Вы спросите меня - неужели в современном рус­ском языке осталось что-то, напоминающее о двойст­венном числе? Да, как это ни удивительно, осталось. И этих остатков даже довольно много. Ну, прежде всего: ведь мы же говорим почему-то два соседа, а не два соседи? Здесь спрятана та самая древняя форма. (Правда, мы теперь говорим также и три соседа, к че­тыре соседа, чего не было в языке наших предков, но это уже другая история.) Но и это не всё. Какое «нормальное» окончание множественного числа у слов среднего рода на -о? Правильно, -а, как, напри­мер, в паре весло - вёсла. А почему мы не образуем таким же образом множественное число от слов плечо или ухо? Мы ведь говорим не плеча, а плечи, не уха, а уши. Да, и здесь замешано древнее двойственное чис­ло. Формы плечи и уши - древние формы двойствен­ного числа, которые в современном языке победили «правильные» формы множественного числа (не по­тому ли, что когда мы говорим, например, уши, мы обычно имеем в виду всё-таки пару ушей?). Хотя и эта победа была одержана не сразу: ещё в XIX веке форма плеча употреблялась достаточно широко. Например, в знаменитом стихотворении Фета «На заре ты ее не бу­ди» (это середина прошлого века) мы читаем:

И подушка ее горяча,

И горяч утомительный сон,

И чернеясь бегут на плеча

Косы лентой с обеих сторон...

Даже в стихах Блока (написанных в самом начале XX века) еще можно встретить плеча.

В грамматике могут происходить и более серьезные изменения. Например (если по-прежнему говорить о падежах), слова одного склонения могут заимствовать окончания у слов другого склонения. В древнерусском языке последовательно различались окончания так называемого "твердого" и "мягкого" склонения существительных. Вот как это выглядело (я приведу, конечно, не всю таблицу склонения, а только один не­большой ее фрагмент; падеж, который в древнерус­ском языке назывался «местным», в общем, соответст­вует тому падежу современного русского языка, кото­рый в учебниках обычно называют «предложным».)

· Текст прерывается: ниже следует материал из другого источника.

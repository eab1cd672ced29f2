//! Environment check, speech selection and the welcome sequence.

use std::io::Write;

use colored::Colorize;

use d100_session::{Delivery, Narrator};

use crate::speech::CommandVoice;

/// Speech settings taken from the command line.
#[derive(Debug, Clone)]
pub struct SpeechOptions {
    /// Skip speech entirely.
    pub disabled: bool,
    /// Synthesizer program.
    pub program: String,
    /// Speaking rate in words per minute.
    pub rate: u32,
    /// Synthesizer voice or language.
    pub voice: String,
}

/// Whether speech ended up available.
#[derive(Debug, Clone, PartialEq, Eq)]
pub enum SpeechStatus {
    /// Announcements are spoken by the named program.
    Enabled(String),
    /// Turned off on the command line.
    Disabled,
    /// The synthesizer could not be started.
    Unavailable(String),
}

/// Probe the synthesizer once and choose how announcements are delivered.
pub fn select_delivery(options: &SpeechOptions) -> (Delivery, SpeechStatus) {
    if options.disabled {
        tracing::info!("speech output disabled");
        return (Delivery::TextOnly, SpeechStatus::Disabled);
    }

    match CommandVoice::probe(&options.program, options.rate, &options.voice) {
        Ok(voice) => {
            tracing::info!(program = %options.program, "speech output available");
            (
                Delivery::TextPlusSpeech(Box::new(voice)),
                SpeechStatus::Enabled(options.program.clone()),
            )
        }
        Err(e) => {
            tracing::info!(program = %options.program, "speech output unavailable: {e}");
            (Delivery::TextOnly, SpeechStatus::Unavailable(e.to_string()))
        }
    }
}

/// Print the environment check and the banner.
pub fn print_environment(status: &SpeechStatus) {
    println!("Checking environment...");
    match status {
        SpeechStatus::Enabled(program) => {
            println!("{}", format!("✓ Speech output available ({program})").green());
        }
        SpeechStatus::Disabled => {
            println!("{}", "⚠ Speech output disabled - text mode only".yellow());
        }
        SpeechStatus::Unavailable(reason) => {
            println!(
                "{}",
                format!("⚠ Speech output unavailable - text mode only ({reason})").yellow()
            );
        }
    }

    println!();
    println!("{}", "=".repeat(60));
    println!("{}", "ACCESSIBLE DICE ROLLER".bold());
    println!("System Universe d100");
    println!("Designed for keyboard and screen-reader use");
    println!("{}", "=".repeat(60));
}

/// Announce the welcome, the speech mode and where to find help.
pub fn greet<W: Write>(narrator: &mut Narrator<W>, program: &str) -> std::io::Result<()> {
    narrator.announce("Welcome to the accessible dice roller for System Universe d100")?;
    if narrator.speaks() {
        narrator.announce("Speech output enabled")?;
    } else {
        narrator.announce(&format!(
            "Text mode enabled. Install {program} for speech output"
        ))?;
    }
    narrator.announce("Keyboard-only interface. Press 6 for full help.")
}
//! Resolution of percentile rolls against a threshold.
//!
//! A check succeeds when the d100 comes up at or under the threshold
//! (skill + difficulty modifier). Fixed ranges at either end of the die
//! override the comparison, in this priority order:
//!
//! 1. **01-05**: critical success, whatever the threshold
//! 2. **roll ≤ threshold**: success
//! 3. **96-00**: critical failure
//! 4. anything else: failure
//!
//! Because success is checked before critical failure, a threshold of 96 or
//! more turns the matching top-end rolls into plain successes.

pub mod skill;

pub use skill::{SkillCheck, parse_difficulty, parse_skill, skill_check};

use std::ops::RangeInclusive;

/// Rolls that always count as a critical success.
pub const CRITICAL_SUCCESS: RangeInclusive<u32> = 1..=5;

/// Rolls that count as a critical failure unless the threshold already covers them.
pub const CRITICAL_FAILURE: RangeInclusive<u32> = 96..=100;

/// The outcome of resolving a percentile roll.
#[derive(Debug, Clone, Copy, PartialEq, Eq, Hash)]
pub enum Outcome {
    /// A roll of 01-05.
    CriticalSuccess,
    /// A roll at or under the threshold.
    Success,
    /// A roll above the threshold.
    Failure,
    /// A roll of 96-00 above the threshold.
    CriticalFailure,
}

impl Outcome {
    /// Whether the check succeeded, critically or not.
    pub fn is_success(self) -> bool {
        matches!(self, Self::CriticalSuccess | Self::Success)
    }

    /// Whether the outcome came from one of the fixed critical ranges.
    pub fn is_critical(self) -> bool {
        matches!(self, Self::CriticalSuccess | Self::CriticalFailure)
    }
}

impl std::fmt::Display for Outcome {
    fn fmt(&self, f: &mut std::fmt::Formatter<'_>) -> std::fmt::Result {
        match self {
            Self::CriticalSuccess => write!(f, "Critical Success"),
            Self::Success => write!(f, "Success"),
            Self::Failure => write!(f, "Failure"),
            Self::CriticalFailure => write!(f, "Critical Failure"),
        }
    }
}

/// Classify a roll against a threshold.
pub fn classify(roll: u32, threshold: i64) -> Outcome {
    if CRITICAL_SUCCESS.contains(&roll) {
        Outcome::CriticalSuccess
    } else if i64::from(roll) <= threshold {
        Outcome::Success
    } else if CRITICAL_FAILURE.contains(&roll) {
        Outcome::CriticalFailure
    } else {
        Outcome::Failure
    }
}
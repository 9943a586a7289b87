use crate::StrError;

/// Describes a strided rectangular sub-block of a row-major array
///
/// The sub-block consists of `block_count` runs of `block_len` contiguous
/// values; consecutive runs start `stride` values apart, the first one at
/// `offset`. A row of a tile is a single run; a column is `block_count` runs of
/// length one with `stride = ncol`.
///
/// ```text
///  offset
///    ↓
///  . x x x . . . .     stride = 8
///  . x x x . . . .     block_len = 3
///  . x x x . . . .     block_count = 3
/// ```
#[derive(Clone, Copy, Debug, PartialEq, Eq)]
pub struct BlockLayout {
    pub offset: usize,
    pub stride: usize,
    pub block_len: usize,
    pub block_count: usize,
}

impl BlockLayout {
    /// Describes the rectangle with upper-left corner (i, j) and `nrow × ncol` values
    ///
    /// `stride` is the number of columns of the whole array.
    pub fn rectangle(stride: usize, i: usize, j: usize, nrow: usize, ncol: usize) -> Self {
        BlockLayout {
            offset: i * stride + j,
            stride,
            block_len: ncol,
            block_count: nrow,
        }
    }

    /// Describes `len` values of row i starting at column j
    pub fn row(stride: usize, i: usize, j: usize, len: usize) -> Self {
        BlockLayout::rectangle(stride, i, j, 1, len)
    }

    /// Describes `len` values of column j starting at row i
    pub fn column(stride: usize, i: usize, j: usize, len: usize) -> Self {
        BlockLayout::rectangle(stride, i, j, len, 1)
    }

    /// Returns the number of values in the sub-block
    pub fn len(&self) -> usize {
        self.block_len * self.block_count
    }

    /// Returns true if the sub-block has no values
    pub fn is_empty(&self) -> bool {
        self.len() == 0
    }

    /// Checks that the sub-block fits into an array with `data_len` values
    fn check(&self, data_len: usize) -> Result<(), StrError> {
        if self.is_empty() {
            return Ok(());
        }
        if self.block_count > 1 && self.block_len > self.stride {
            return Err("block_len must be ≤ stride");
        }
        let end = self.offset + (self.block_count - 1) * self.stride + self.block_len;
        if end > data_len {
            return Err("block layout exceeds the array");
        }
        Ok(())
    }
}

/// Copies the sub-block described by `layout` out of `src` into the contiguous buffer `dst`
pub fn pack(src: &[f64], layout: &BlockLayout, dst: &mut [f64]) -> Result<(), StrError> {
    layout.check(src.len())?;
    if dst.len() != layout.len() {
        return Err("packed buffer has the wrong length");
    }
    for (k, chunk) in dst.chunks_mut(layout.block_len.max(1)).enumerate() {
        let start = layout.offset + k * layout.stride;
        chunk.copy_from_slice(&src[start..start + layout.block_len]);
    }
    Ok(())
}

/// Copies the contiguous buffer `src` into the sub-block described by `layout` of `dst`
pub fn unpack(src: &[f64], layout: &BlockLayout, dst: &mut [f64]) -> Result<(), StrError> {
    layout.check(dst.len())?;
    if src.len() != layout.len() {
        return Err("packed buffer has the wrong length");
    }
    for (k, chunk) in src.chunks(layout.block_len.max(1)).enumerate() {
        let start = layout.offset + k * layout.stride;
        dst[start..start + layout.block_len].copy_from_slice(chunk);
    }
    Ok(())
}

////////////////////////////////////////////////////////////////////////////////////////////////////////////////////////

В современном языке мягкий тип просто исчез: стало на одно склонение меньше. Слова мягкого типа ут­ратили свои особые окончания и приобрели взамен окончания твердого типа: сейчас мы говорим у земл-и - как у стен-ы, на земл-е - как на стен-е. Но неко­торые русские диалекты распорядились иначе: в ка­ких-то из них, например, тоже вместо двух типов склонения остался только один, но... за счет того, что слова твердого типа потеряли свои окончания и при­няли окончания мягкого типа! В таких диалектах гово­рят: у стене, у земле. Таких изменений в истории рус­ского языка было очень много; знакомы они и почти всем другим языкам, различающим несколько типов склонения: в ходе истории эти типы обязательно начи­нают, так сказать, «смешиваться» друг с другом.

А могут ли падежи вообще исчезнуть? Бывает и та­кое. Существительные в языке вообще перестают склоняться и в любом месте в предложении начинают выступать в одной-единственной форме. Это и значит, что падежей в таком языке нет - как, например, в английском или французском. Кстати об английском и французском: ведь и в том, и в другом языке падежи тоже были! И в старофранцузском, и в староанглий­ском (точнее, в древнеанглийском, как принято говорить). Правда, например, в старофранцузском их ос­талось всего два - а в латыни, которая была предком старофранцузского языка, падежей было целых пять даже в позднюю эпоху, А если в языке из пяти падежей осталось только два, то ясно, что жить им осталось недолго, но все же лет двести или триста на таком языке во Франции говорили.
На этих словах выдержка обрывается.